Would you set down every line of the data below exactly as it reads?

=== Exercise data ===

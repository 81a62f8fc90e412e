//! Label source types.
//!
//! Every label in a training table comes from one of three origins. Knowing
//! which one is what lets the resolver rank them by trust.

use std::fmt;

use serde::{Deserialize, Serialize};

/// Origin of a training label.
///
/// # Examples
///
/// ```
/// use kyrolabel::LabelSource;
///
/// assert_eq!(LabelSource::Manual.column_name(), "manualLabel");
/// assert!(LabelSource::Sensor.is_required());
/// assert!(!LabelSource::Camera.is_required());
/// ```
#[derive(Debug, Clone, Copy, PartialEq, Eq, Hash, Serialize, Deserialize)]
#[serde(rename_all = "snake_case")]
pub enum LabelSource {
    /// Label assigned by a human reviewer.
    Manual,

    /// Label produced by the camera classifier.
    Camera,

    /// Label reported by the sensor feed. Always present.
    Sensor,
}

impl LabelSource {
    /// All sources, highest trust first.
    pub const ALL: [Self; 3] = [Self::Manual, Self::Camera, Self::Sensor];

    /// Column name used by tabular records.
    #[must_use]
    pub const fn column_name(&self) -> &'static str {
        match self {
            Self::Manual => "manualLabel",
            Self::Camera => "cameraLabel",
            Self::Sensor => "sensorLabel",
        }
    }

    /// Returns true if every record must carry a value for this source.
    #[must_use]
    pub const fn is_required(&self) -> bool {
        matches!(self, Self::Sensor)
    }

    /// Returns a short stable identifier suitable for logging.
    #[must_use]
    pub const fn name(&self) -> &'static str {
        match self {
            Self::Manual => "manual",
            Self::Camera => "camera",
            Self::Sensor => "sensor",
        }
    }
}

impl fmt::Display for LabelSource {
    fn fmt(&self, f: &mut fmt::Formatter<'_>) -> fmt::Result {
        f.write_str(self.name())
    }
}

===

Solved exercise:
repository 81a62f8fc90e412e
//! Label source types.
//!
//! Every label in a training table comes from one of three origins. Knowing
//! which one is what lets the resolver rank them by trust.

use std::fmt;

use serde::{Deserialize, Serialize};

/// Origin of a training label.
///
/// # Examples
///
/// ```
/// use kyrolabel::LabelSource;
///
/// assert_eq!(LabelSource::Manual.column_name(), "manualLabel");
/// assert!(LabelSource::Sensor.is_required());
/// assert!(!LabelSource::Camera.is_required());
/// ```
#[derive(Debug, Clone, Copy, PartialEq, Eq, Hash, Serialize, Deserialize)]
#[serde(rename_all = "snake_case")]
pub enum LabelSource {
    /// Label assigned by a human reviewer.
    Manual,

    /// Label produced by the camera classifier.
    Camera,

    /// Label reported by the sensor feed. Always present.
    Sensor,
}

impl LabelSource {
    /// All sources, highest trust first.
    pub const ALL: [Self; 3] = [Self::Manual, Self::Camera, Self::Sensor];

    /// Column name used by tabular records.
    #[must_use]
    pub const fn column_name(&self) -> &'static str {
        match self {
            Self::Manual => "manualLabel",
            Self::Camera => "cameraLabel",
            Self::Sensor => "sensorLabel",
        }
    }

    /// Returns true if every record must carry a value for this source.
    #[must_use]
    pub const fn is_required(&self) -> bool {
        matches!(self, Self::Sensor)
    }

    /// Returns a short stable identifier suitable for logging.
    #[must_use]
    pub const fn name(&self) -> &'static str {
        match self {
            Self::Manual => "manual",
            Self::Camera => "camera",
            Self::Sensor => "sensor",
        }
    }
}

impl fmt::Display for LabelSource {
    fn fmt(&self, f: &mut fmt::Formatter<'_>) -> fmt::Result {
        f.write_str(self.name())
    }
}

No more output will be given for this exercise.